Though the GHL appears to have faltered from a year ago, the schedule of dive openings in areas that alternate every other year show that biomass is actually on the rise for cucumbers.

The GHL for the same harvest areas in the 2018-19 season had been set at 1.48 million pounds. The Alaska Department of Fish and Game conducts population surveys every three years with cukes, and stock assessments last year revealed strong young age classes that will recruit into the fishery, according to Justin Breese, fisheries manager with ADF&G in Ketchikan.

“There were a lot of young cucumbers in that assessment,” he says.

The story isn’t quite as optimistic for geoducks.
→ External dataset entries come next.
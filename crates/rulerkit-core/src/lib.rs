pub mod animation;
pub mod binding;
pub mod cells;
pub mod config;
pub mod error;
pub mod gesture;
pub mod haptics;
pub mod kinematics;
pub mod mapping;
pub mod policy;
pub mod range;
pub mod ruler;
pub mod state;
pub mod style;

pub use binding::{SharedValue, ValueBinding};
pub use cells::CellConfiguration;
pub use config::{AppConfig, EasingType};
pub use error::{Error, Result};
pub use gesture::{Axis, GestureEvent, GesturePhase, GestureSample, Vec2};
pub use haptics::{Haptics, Impact, NoHaptics, RecordingHaptics};
pub use kinematics::Physics;
pub use mapping::LayoutDirection;
pub use policy::{SnapPolicy, TickPolicy};
pub use range::Bounds;
pub use ruler::{format_mark, RenderSnapshot, RulerBuilder, SlidingRuler};
pub use state::ControlState;
pub use style::{CursorAlignment, RulerStyle, StyleMetrics};
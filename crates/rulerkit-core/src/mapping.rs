//! Value <-> offset conversion.
//!
//! The scale moves opposite to the value: dragging the scale left (negative
//! offset) increases the value. One cell width of offset equals one step of
//! value.
//!
//! Offsets are kept in a logical, left-to-right space. Right-to-left layouts
//! are handled once at the edges: gesture input is mirrored on the way in
//! (`directional`) and the rendered offset on the way out. Vertical rulers
//! are never mirrored.

use serde::{Deserialize, Serialize};

use crate::gesture::{Axis, Vec2};
use crate::range::Bounds;

#[derive(Debug, Clone, Copy, Default, PartialEq, Eq, Serialize, Deserialize)]
pub enum LayoutDirection {
    #[default]
    #[serde(rename = "ltr")]
    LeftToRight,
    #[serde(rename = "rtl")]
    RightToLeft,
}

/// Conversion parameters for one ruler.
#[derive(Debug, Clone, Copy, PartialEq)]
pub struct Mapper {
    pub cell_width: f64,
    pub step: f64,
    pub direction: LayoutDirection,
    pub axis: Axis,
}

impl Mapper {
    /// Mirror `x` when the ruler is horizontal in a right-to-left layout.
    #[inline]
    pub fn directional(&self, x: f64) -> f64 {
        match (self.axis, self.direction) {
            (Axis::Horizontal, LayoutDirection::RightToLeft) => -x,
            _ => x,
        }
    }

    /// Mirror only the primary-axis component.
    pub fn directional_vector(&self, v: Vec2) -> Vec2 {
        match self.axis {
            Axis::Horizontal => Vec2::new(self.directional(v.x), v.y),
            Axis::Vertical => Vec2::new(v.x, self.directional(v.y)),
        }
    }

    pub fn value_from_offset(&self, offset: f64) -> f64 {
        -offset / self.cell_width * self.step
    }

    pub fn offset_from_value(&self, value: f64) -> f64 {
        -value * self.cell_width / self.step
    }

    /// Offsets the scale may rest at for `bounds`.
    ///
    /// The upper value maps to the lowest offset. Infinite sides stay infinite.
    pub fn drag_bounds(&self, bounds: &Bounds) -> Bounds {
        let lower = if bounds.upper().is_infinite() {
            f64::NEG_INFINITY
        } else {
            -bounds.upper() * self.cell_width / self.step
        };
        let upper = if bounds.lower().is_infinite() {
            f64::INFINITY
        } else {
            -bounds.lower() * self.cell_width / self.step
        };
        Bounds::new_unchecked(lower, upper)
    }
}
use std::time::Duration;

use tokio::time::{self, Instant, Interval, MissedTickBehavior};

/// Frame clock for animations.
///
/// Yields the time elapsed since the previous frame so the engine can
/// advance by real time even when frames are dropped.
#[derive(Debug)]
pub struct FramePacer {
    interval: Interval,
    last: Instant,
}

impl FramePacer {
    pub fn new(frame_interval: Duration) -> Self {
        let mut interval = time::interval(frame_interval);
        interval.set_missed_tick_behavior(MissedTickBehavior::Skip);
        Self {
            interval,
            last: Instant::now(),
        }
    }

    /// Wait for the next frame.
    pub async fn tick(&mut self) -> Duration {
        let now = self.interval.tick().await;
        let delta = now.saturating_duration_since(self.last);
        self.last = now;
        delta
    }

    /// Forget the time spent idle so the next frame does not jump.
    pub fn resume(&mut self) {
        self.interval.reset();
        self.last = Instant::now();
    }
}
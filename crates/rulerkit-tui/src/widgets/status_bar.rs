use ratatui::{
    layout::Rect,
    style::Style,
    text::{Line, Span},
    widgets::Paragraph,
    Frame,
};
use rulerkit_core::RenderSnapshot;
use unicode_width::UnicodeWidthStr;

use crate::app::App;

pub struct StatusBarWidget;

impl StatusBarWidget {
    pub fn render(frame: &mut Frame, area: Rect, app: &App, snapshot: &RenderSnapshot) {
        let theme = &app.theme;
        let mode_str = if app.editing.get() {
            "EDITING".to_string()
        } else {
            snapshot.state.name().to_uppercase()
        };

        let status_text = if let Some(msg) = &app.status_message {
            format!(" {} | {}", app.ruler.format(snapshot.value), msg)
        } else {
            format!(
                " {} | {} | snap: {} | tick: {} | skin: {}",
                app.ruler.format(snapshot.value),
                mode_str,
                app.snap_policy().name(),
                app.tick_policy().name(),
                app.skin().name(),
            )
        };

        let help_hint = " q:quit ←→:step s:snap t:tick c:skin ";
        let padding_len = (area.width as usize)
            .saturating_sub(status_text.width() + help_hint.width());

        let line = Line::from(vec![
            Span::styled(status_text, Style::default().fg(theme.fg0).bg(theme.bg2)),
            Span::styled(" ".repeat(padding_len), Style::default().bg(theme.bg2)),
            Span::styled(help_hint, Style::default().fg(theme.grey2).bg(theme.bg2)),
        ]);

        frame.render_widget(Paragraph::new(line), area);
    }
}
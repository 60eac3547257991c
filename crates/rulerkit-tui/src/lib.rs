pub mod app;
pub mod event;
pub mod gesture;
pub mod haptics;
pub mod input;
pub mod pacer;
pub mod theme;
pub mod ui;
pub mod widgets;

pub use app::App;
pub use pacer::FramePacer;
pub use theme::Theme;
//! Duration-bounded, cancellable frame timer.
//!
//! The host drives time by calling [`AnimationTimer::advance`] once per frame
//! with the elapsed delta. While the accumulated time is below the duration
//! each call yields a [`TimerEvent::Frame`]; the first call at or past it
//! yields [`TimerEvent::Completed`] and the timer stops. [`cancel`] stops it
//! early. A timer resolves exactly once, either way.
//!
//! [`cancel`]: AnimationTimer::cancel

use std::time::Duration;

use super::timing::is_complete;

#[derive(Debug, Clone, Copy, PartialEq)]
pub enum TimerEvent {
    /// Still running. Both values are in seconds.
    Frame { elapsed: f64, interval: f64 },
    /// Reached its duration on this advance.
    Completed,
    /// Already completed or cancelled.
    Inactive,
}

/// Frame timer carrying what it animates as `payload`.
#[derive(Debug, Clone)]
pub struct AnimationTimer<A> {
    duration: Duration,
    elapsed: Duration,
    running: bool,
    payload: A,
}

impl<A> AnimationTimer<A> {
    pub fn new(duration: Duration, payload: A) -> Self {
        Self {
            duration,
            elapsed: Duration::ZERO,
            running: true,
            payload,
        }
    }

    #[inline]
    pub fn is_running(&self) -> bool {
        self.running
    }

    pub fn duration(&self) -> Duration {
        self.duration
    }

    pub fn elapsed(&self) -> Duration {
        self.elapsed
    }

    pub fn payload(&self) -> &A {
        &self.payload
    }

    pub fn into_payload(self) -> A {
        self.payload
    }

    pub fn advance(&mut self, delta: Duration) -> TimerEvent {
        if !self.running {
            return TimerEvent::Inactive;
        }
        self.elapsed = self.elapsed.saturating_add(delta);
        if !is_complete(self.elapsed, self.duration) {
            TimerEvent::Frame {
                elapsed: self.elapsed.as_secs_f64(),
                interval: delta.as_secs_f64(),
            }
        } else {
            self.running = false;
            TimerEvent::Completed
        }
    }

    /// Stop the timer. Returns `true` only for the call that actually stopped it.
    pub fn cancel(&mut self) -> bool {
        if !self.running {
            return false;
        }
        self.running = false;
        true
    }
}
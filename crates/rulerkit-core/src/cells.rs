//! Finite cell window for an infinite scale.
//!
//! The renderer draws an odd number of cells centred on mark 0, shifts the
//! strip by [`wrapped_offset`] and relabels the cells by [`mark_offset`].
//! Because both wrap every `overflow` cells, the strip never has to grow
//! with the value.

use crate::range::{approximated, next_odd, Bounds};

/// One graduated cell of the strip, identified by its mark.
#[derive(Debug, Clone, Copy, PartialEq, Eq, Hash)]
pub struct Cell {
    pub mark: i64,
}

/// What a skin needs to draw one cell.
#[derive(Debug, Clone, Copy, PartialEq)]
pub struct CellConfiguration {
    /// Mark of the cell within the strip
    pub mark: i64,
    /// Value displayed by the cell
    pub mark_value: f64,
    pub bounds: Bounds,
    pub step: f64,
}

#[derive(Debug, Clone)]
pub struct CellWindow {
    cells: Vec<Cell>,
    cell_width: f64,
    overflow: u32,
}

impl CellWindow {
    pub fn new(cell_width: f64, overflow: u32) -> Self {
        Self {
            cells: vec![Cell { mark: 0 }],
            cell_width,
            overflow,
        }
    }

    pub fn cells(&self) -> &[Cell] {
        &self.cells
    }

    pub fn len(&self) -> usize {
        self.cells.len()
    }

    pub fn is_empty(&self) -> bool {
        self.cells.is_empty()
    }

    #[inline]
    pub fn cell_width(&self) -> f64 {
        self.cell_width
    }

    #[inline]
    pub fn overflow(&self) -> u32 {
        self.overflow
    }

    /// Cell count needed to cover `extent` plus the overflow on each side.
    pub fn required_count(&self, extent: f64) -> usize {
        let visible = (extent / self.cell_width).ceil() as usize;
        next_odd(visible + 2 * self.overflow as usize)
    }

    /// Re-populate the strip when `extent` needs a different cell count.
    ///
    /// Returns `true` when the cells changed. Extents that are not positive
    /// finite numbers mean layout has not happened yet and are ignored.
    pub fn update_cells_if_needed(&mut self, extent: f64) -> bool {
        if !(extent > 0.0 && extent.is_finite()) {
            return false;
        }
        let count = self.required_count(extent);
        if count == self.cells.len() {
            return false;
        }

        let boundary = (count / 2) as i64;
        self.cells = (-boundary..=boundary).map(|mark| Cell { mark }).collect();
        tracing::debug!(count, "Cell window resized");
        true
    }

    /// Whole cells the labels are shifted by for `value`, a multiple of `overflow`.
    pub fn mark_offset(&self, value: f64, step: f64) -> f64 {
        let overflow = self.overflow.max(1) as f64;
        approximated(value / step / overflow).trunc() * overflow
    }

    /// Translation actually applied to the strip.
    pub fn wrapped_offset(&self, offset: f64) -> f64 {
        let period = self.cell_width * self.overflow.max(1) as f64;
        if !offset.is_finite() {
            return 0.0;
        }
        offset % period
    }

    pub fn cell_configurations(
        &self,
        mark_offset: f64,
        step: f64,
        bounds: Bounds,
    ) -> Vec<CellConfiguration> {
        self.cells
            .iter()
            .map(|cell| CellConfiguration {
                mark: cell.mark,
                mark_value: (cell.mark as f64 + mark_offset) * step,
                bounds,
                step,
            })
            .collect()
    }
}

#[cfg(test)]
mod tests {
    use super::*;

    #[test]
    fn test_starts_with_single_centre_cell() {
        let window = CellWindow::new(120.0, 3);
        assert_eq!(window.cells(), &[Cell { mark: 0 }]);
    }

    #[test]
    fn test_window_is_odd_and_centred() {
        let mut window = CellWindow::new(120.0, 3);
        for extent in [1.0, 119.0, 240.0, 375.0, 1000.0, 2561.0] {
            window.update_cells_if_needed(extent);
            let count = window.len();
            assert_eq!(count % 2, 1, "extent {extent}");
            assert!(window.cells().iter().any(|c| c.mark == 0));
            let boundary = (count / 2) as i64;
            assert_eq!(window.cells().first().map(|c| c.mark), Some(-boundary));
            assert_eq!(window.cells().last().map(|c| c.mark), Some(boundary));
        }
    }

    #[test]
    fn test_count_formula() {
        let mut window = CellWindow::new(120.0, 3);
        // ceil(375 / 120) = 4, + 6 = 10, next odd 11
        assert!(window.update_cells_if_needed(375.0));
        assert_eq!(window.len(), 11);
        assert!(!window.update_cells_if_needed(375.0));
        assert!(!window.update_cells_if_needed(400.0));
    }

    #[test]
    fn test_layout_not_ready_is_ignored() {
        let mut window = CellWindow::new(120.0, 3);
        assert!(!window.update_cells_if_needed(0.0));
        assert!(!window.update_cells_if_needed(f64::NAN));
        assert_eq!(window.len(), 1);
    }

    #[test]
    fn test_mark_offset_and_wrap_agree() {
        let window = CellWindow::new(120.0, 3);
        let value = 4.0;
        let offset = -value * 120.0;
        assert_eq!(window.mark_offset(value, 1.0), 3.0);
        assert_eq!(window.wrapped_offset(offset), -120.0);
        assert_eq!(window.mark_offset(-4.0, 1.0), -3.0);
        assert_eq!(window.wrapped_offset(480.0), 120.0);
    }

    #[test]
    fn test_cell_configurations_label_marks() {
        let mut window = CellWindow::new(100.0, 3);
        window.update_cells_if_needed(100.0);
        let configs = window.cell_configurations(3.0, 0.5, Bounds::unbounded());
        assert_eq!(configs.len(), window.len());
        let centre = configs.iter().find(|c| c.mark == 0).unwrap();
        assert_eq!(centre.mark_value, 1.5);
    }
}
Though the GHLs vary, based on alternating harvest areas like cucumbers, some dive areas have seen heavy predation by sea otters and high levels of PSP.

“There were some areas lost because biomass fell down a bit,” says Breese. “There were some significant areas lost from that.”

As for the markets, covid-19 hampered diving for geoducks last spring when live outlets shut down in China.

“But when the China market reopened, we fished through the summer which was a first for the fishery,” says Phil Doherty, co-executive director of Southeast Alaska Regional Dive Fisheries Association, in Ketchikan. “PSP levels were very low so we were able to fish on a consistent basis and eventually took most of the 700,000 GHL.”

This year, 50 divers are participating in the geoduck fishery with 150 divers focusing their efforts on sea cucumbers.

Ex-vessel prices, however, were softer, Doherty reports, with an average of $4.25 per pound, down from the $6 per pound divers had seen in recent years.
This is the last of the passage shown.